[ACTIVITY] Comb the records below for the string "common" and copy each line where it turns up.

[PROVIDED RECORDS]
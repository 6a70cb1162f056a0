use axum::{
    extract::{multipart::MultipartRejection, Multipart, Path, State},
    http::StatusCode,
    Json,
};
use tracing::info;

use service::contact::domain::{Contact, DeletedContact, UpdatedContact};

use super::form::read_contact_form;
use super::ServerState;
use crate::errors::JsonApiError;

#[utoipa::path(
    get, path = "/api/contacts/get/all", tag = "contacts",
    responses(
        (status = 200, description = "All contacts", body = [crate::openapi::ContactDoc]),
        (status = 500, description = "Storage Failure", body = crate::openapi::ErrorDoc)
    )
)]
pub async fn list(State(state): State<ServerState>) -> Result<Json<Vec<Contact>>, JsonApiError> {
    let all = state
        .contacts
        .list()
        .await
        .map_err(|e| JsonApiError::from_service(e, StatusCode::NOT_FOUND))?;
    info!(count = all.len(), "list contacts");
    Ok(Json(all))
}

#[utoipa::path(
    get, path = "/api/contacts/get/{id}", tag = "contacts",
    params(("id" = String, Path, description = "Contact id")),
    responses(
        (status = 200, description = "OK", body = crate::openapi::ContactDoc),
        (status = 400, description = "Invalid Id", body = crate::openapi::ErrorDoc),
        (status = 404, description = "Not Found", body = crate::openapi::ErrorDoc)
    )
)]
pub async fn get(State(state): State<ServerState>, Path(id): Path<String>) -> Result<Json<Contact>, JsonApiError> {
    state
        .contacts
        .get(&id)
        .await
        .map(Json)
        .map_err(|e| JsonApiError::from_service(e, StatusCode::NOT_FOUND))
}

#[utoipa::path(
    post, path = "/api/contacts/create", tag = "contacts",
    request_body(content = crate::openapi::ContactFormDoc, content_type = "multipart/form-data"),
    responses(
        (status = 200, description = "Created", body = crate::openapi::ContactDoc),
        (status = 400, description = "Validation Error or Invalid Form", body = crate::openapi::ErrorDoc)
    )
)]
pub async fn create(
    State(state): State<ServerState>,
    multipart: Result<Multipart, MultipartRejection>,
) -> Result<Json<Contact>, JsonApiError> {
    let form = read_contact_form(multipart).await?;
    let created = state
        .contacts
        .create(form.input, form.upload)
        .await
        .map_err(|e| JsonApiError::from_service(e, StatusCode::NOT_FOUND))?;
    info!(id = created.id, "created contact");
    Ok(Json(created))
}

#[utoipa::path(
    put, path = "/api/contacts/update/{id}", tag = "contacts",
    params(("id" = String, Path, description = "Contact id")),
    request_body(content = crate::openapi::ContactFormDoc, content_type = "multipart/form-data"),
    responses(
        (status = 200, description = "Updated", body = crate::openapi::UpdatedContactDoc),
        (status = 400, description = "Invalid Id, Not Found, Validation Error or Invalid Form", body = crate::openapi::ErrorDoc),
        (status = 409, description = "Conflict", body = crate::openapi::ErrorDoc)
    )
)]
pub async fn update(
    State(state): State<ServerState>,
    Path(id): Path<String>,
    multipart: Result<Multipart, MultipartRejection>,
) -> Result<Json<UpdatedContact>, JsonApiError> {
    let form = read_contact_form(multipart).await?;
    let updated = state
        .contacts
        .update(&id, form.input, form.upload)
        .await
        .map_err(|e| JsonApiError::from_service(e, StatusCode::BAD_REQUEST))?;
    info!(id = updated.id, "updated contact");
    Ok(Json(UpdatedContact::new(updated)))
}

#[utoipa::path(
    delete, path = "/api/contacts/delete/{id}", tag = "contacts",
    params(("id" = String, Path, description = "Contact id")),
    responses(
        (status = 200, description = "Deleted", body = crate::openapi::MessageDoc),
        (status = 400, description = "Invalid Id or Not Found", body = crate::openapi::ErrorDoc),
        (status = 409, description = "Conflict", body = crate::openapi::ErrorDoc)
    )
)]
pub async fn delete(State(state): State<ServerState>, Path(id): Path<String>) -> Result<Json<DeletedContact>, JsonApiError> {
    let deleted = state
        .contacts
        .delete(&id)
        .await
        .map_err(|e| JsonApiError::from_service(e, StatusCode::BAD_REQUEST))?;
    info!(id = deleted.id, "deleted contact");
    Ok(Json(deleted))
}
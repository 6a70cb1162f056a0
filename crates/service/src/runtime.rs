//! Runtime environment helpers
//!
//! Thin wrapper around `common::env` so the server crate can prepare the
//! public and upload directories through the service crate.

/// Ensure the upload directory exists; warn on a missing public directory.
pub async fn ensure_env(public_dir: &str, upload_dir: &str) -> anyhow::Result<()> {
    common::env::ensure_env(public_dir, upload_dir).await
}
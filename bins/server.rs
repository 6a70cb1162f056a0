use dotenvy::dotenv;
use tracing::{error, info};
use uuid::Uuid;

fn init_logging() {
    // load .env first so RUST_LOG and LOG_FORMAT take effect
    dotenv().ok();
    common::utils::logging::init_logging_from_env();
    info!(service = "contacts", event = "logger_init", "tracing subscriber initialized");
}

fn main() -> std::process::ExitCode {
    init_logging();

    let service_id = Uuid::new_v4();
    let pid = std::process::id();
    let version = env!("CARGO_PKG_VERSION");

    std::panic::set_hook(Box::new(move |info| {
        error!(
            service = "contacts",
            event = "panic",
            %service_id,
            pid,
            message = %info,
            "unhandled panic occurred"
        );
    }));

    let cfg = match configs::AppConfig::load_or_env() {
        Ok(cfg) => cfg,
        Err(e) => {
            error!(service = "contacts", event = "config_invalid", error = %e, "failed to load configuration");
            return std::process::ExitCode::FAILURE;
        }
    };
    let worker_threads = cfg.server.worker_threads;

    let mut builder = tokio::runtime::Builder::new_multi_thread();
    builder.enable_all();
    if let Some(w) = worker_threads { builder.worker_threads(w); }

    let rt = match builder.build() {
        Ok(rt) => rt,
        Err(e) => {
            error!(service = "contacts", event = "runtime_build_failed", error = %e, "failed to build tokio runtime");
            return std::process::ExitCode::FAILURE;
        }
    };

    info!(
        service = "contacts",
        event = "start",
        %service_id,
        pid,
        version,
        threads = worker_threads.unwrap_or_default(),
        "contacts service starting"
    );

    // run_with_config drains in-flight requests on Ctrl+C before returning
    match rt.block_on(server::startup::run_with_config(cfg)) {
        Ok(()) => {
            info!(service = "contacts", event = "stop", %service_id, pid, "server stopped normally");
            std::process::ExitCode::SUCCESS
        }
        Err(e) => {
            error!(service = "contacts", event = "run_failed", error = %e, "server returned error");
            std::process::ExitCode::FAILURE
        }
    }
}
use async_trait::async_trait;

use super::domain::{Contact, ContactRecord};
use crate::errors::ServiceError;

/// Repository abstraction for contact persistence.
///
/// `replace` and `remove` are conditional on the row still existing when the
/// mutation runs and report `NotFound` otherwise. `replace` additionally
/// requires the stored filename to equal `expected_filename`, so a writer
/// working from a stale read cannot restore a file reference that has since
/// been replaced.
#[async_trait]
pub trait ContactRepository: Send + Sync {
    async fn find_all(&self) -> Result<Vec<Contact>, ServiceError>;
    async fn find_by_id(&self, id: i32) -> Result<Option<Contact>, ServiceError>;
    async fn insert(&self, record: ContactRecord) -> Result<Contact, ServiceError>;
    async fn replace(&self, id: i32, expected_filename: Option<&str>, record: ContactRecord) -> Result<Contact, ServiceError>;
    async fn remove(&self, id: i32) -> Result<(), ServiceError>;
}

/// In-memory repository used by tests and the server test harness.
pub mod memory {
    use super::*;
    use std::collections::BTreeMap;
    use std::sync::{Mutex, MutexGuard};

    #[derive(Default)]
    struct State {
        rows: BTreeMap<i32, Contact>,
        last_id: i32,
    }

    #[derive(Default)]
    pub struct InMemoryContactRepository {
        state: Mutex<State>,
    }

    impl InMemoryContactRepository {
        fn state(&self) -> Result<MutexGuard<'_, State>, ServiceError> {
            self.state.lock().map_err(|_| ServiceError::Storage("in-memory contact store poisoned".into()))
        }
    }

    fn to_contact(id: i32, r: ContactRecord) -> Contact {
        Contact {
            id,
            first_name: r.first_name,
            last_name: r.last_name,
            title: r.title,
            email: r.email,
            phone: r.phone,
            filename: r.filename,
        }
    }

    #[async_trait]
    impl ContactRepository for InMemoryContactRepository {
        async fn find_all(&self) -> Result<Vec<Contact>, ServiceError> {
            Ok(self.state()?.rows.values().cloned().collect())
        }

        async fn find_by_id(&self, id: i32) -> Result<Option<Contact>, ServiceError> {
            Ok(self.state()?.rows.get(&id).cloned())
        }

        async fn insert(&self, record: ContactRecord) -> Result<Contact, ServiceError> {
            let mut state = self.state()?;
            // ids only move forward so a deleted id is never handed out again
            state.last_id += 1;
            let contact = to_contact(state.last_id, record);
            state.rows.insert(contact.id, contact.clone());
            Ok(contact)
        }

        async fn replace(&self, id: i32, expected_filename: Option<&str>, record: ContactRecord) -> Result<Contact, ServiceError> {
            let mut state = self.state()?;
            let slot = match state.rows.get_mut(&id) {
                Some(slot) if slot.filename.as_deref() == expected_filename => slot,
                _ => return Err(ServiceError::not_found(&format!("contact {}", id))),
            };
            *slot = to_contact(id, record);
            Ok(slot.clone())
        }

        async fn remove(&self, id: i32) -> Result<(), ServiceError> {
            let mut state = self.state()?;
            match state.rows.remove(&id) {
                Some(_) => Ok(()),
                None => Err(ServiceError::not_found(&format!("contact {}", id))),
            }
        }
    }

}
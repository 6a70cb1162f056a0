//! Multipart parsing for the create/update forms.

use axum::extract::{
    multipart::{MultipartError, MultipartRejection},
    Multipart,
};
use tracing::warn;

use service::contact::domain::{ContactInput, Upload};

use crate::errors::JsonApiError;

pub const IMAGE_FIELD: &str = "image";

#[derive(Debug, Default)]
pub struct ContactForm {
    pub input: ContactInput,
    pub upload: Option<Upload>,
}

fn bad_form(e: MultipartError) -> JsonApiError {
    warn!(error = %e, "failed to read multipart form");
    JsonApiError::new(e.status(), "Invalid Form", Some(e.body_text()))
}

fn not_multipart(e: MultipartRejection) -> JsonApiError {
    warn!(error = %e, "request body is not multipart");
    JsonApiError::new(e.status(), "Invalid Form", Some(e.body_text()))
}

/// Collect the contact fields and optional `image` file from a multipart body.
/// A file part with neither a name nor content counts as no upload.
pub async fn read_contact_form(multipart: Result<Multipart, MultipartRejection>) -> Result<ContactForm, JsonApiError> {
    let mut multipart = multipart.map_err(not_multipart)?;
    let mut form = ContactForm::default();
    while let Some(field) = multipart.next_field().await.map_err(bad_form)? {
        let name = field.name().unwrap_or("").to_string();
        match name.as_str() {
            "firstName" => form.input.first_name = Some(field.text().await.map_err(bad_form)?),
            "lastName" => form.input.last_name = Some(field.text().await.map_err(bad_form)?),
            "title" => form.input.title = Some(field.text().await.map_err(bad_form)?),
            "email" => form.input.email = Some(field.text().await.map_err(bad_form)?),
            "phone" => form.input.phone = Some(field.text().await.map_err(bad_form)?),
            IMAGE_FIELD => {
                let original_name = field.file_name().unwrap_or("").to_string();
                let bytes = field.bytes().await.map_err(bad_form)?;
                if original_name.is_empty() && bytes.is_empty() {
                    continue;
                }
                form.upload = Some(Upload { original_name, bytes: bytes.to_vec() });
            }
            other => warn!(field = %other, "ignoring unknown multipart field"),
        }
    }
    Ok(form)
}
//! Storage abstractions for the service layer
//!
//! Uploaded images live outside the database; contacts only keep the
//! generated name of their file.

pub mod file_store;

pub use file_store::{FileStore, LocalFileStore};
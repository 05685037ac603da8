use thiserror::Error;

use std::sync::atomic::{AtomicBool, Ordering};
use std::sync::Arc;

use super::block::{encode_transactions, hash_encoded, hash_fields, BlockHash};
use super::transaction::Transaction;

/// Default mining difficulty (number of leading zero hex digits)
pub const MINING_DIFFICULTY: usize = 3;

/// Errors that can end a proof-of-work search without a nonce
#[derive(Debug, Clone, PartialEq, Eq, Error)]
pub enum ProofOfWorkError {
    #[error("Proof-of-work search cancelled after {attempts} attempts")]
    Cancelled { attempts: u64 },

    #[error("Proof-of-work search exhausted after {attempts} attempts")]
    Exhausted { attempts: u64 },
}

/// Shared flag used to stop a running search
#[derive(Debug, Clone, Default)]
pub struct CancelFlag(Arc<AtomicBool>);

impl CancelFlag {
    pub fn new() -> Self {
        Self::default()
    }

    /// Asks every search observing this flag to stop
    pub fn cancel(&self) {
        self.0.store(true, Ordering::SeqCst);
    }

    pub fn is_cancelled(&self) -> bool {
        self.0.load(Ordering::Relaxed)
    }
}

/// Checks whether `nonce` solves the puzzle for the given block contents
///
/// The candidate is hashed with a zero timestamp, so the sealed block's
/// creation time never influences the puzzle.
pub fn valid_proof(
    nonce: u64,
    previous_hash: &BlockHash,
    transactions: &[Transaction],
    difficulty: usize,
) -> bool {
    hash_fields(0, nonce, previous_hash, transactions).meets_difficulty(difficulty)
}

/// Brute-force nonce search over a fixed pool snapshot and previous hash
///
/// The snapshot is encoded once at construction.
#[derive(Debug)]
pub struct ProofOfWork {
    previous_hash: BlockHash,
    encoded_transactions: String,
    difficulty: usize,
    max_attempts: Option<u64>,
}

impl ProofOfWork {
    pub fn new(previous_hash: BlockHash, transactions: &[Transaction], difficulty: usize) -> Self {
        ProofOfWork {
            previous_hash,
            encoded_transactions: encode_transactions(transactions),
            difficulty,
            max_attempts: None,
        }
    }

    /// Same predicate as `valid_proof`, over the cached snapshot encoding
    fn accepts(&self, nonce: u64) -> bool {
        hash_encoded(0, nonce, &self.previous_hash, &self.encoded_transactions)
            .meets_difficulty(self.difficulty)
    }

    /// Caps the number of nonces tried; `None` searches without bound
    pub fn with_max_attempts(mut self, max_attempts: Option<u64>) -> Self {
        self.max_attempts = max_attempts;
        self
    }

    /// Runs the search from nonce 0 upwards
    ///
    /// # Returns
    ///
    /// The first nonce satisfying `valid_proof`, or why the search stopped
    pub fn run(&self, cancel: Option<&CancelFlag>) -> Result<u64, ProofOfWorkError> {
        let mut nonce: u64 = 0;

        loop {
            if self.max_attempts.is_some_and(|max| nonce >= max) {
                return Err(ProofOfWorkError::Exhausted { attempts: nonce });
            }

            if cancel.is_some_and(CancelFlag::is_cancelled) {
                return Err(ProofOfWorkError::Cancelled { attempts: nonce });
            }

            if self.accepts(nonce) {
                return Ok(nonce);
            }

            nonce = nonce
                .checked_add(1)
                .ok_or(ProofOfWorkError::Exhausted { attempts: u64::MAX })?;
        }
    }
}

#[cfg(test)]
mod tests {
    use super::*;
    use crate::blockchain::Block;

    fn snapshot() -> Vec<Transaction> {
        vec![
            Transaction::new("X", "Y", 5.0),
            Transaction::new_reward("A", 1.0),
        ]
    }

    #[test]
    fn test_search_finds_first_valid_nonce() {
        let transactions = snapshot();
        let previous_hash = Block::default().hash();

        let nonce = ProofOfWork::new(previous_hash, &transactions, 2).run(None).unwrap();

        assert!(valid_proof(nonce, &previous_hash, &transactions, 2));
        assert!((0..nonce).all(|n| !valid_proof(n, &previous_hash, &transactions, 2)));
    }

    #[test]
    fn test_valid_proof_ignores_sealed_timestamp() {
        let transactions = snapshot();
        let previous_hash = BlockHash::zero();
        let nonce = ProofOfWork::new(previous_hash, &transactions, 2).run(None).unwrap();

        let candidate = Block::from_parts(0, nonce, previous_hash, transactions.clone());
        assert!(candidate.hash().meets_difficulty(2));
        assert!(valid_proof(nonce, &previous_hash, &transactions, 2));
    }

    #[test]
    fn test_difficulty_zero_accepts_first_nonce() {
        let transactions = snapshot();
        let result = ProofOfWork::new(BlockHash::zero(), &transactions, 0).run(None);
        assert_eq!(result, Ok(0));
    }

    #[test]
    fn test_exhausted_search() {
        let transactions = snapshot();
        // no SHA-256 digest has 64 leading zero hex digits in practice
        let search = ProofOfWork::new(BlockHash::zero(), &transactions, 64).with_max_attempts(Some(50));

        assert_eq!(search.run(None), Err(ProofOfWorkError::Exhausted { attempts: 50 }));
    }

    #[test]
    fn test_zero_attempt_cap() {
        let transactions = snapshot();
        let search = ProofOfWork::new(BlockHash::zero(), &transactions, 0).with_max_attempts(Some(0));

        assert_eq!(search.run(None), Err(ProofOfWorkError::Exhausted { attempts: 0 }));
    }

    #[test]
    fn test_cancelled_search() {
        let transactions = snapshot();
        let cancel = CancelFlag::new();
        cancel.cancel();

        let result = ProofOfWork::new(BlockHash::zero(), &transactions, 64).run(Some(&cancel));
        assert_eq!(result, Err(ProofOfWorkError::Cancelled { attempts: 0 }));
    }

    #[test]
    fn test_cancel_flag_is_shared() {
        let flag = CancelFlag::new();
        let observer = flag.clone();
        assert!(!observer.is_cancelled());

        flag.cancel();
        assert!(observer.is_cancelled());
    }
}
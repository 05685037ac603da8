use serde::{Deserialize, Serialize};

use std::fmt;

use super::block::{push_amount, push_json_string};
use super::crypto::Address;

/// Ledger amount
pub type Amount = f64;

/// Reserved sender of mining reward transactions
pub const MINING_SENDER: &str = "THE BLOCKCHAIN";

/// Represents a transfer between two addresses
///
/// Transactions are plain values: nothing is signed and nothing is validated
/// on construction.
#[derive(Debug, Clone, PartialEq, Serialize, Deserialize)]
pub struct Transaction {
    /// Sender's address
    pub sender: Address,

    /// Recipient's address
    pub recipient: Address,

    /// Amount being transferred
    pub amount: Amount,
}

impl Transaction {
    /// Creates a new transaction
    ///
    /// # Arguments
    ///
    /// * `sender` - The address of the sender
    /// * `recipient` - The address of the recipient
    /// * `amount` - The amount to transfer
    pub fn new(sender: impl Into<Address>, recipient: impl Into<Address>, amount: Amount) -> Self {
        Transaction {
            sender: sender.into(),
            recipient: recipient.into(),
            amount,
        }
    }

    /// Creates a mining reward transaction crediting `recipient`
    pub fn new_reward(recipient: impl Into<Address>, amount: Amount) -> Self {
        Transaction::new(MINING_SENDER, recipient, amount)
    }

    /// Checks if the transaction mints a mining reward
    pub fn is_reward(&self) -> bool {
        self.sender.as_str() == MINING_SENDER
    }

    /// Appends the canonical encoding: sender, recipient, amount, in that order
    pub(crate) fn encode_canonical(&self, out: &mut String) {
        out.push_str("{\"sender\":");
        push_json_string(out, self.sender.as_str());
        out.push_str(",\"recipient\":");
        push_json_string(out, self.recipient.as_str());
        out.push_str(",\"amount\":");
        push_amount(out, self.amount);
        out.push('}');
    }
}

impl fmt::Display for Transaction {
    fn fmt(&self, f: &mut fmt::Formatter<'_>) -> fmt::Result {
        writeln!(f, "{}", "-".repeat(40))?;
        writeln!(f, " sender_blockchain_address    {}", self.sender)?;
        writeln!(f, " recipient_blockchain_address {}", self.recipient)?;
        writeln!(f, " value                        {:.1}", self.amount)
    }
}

[ANSWER TO THE PROBLEM]
//! Thin wrapper around `common::env` so the server crate can prepare the
    common::env::ensure_env(public_dir, upload_dir).await
    common::utils::logging::init_logging_from_env();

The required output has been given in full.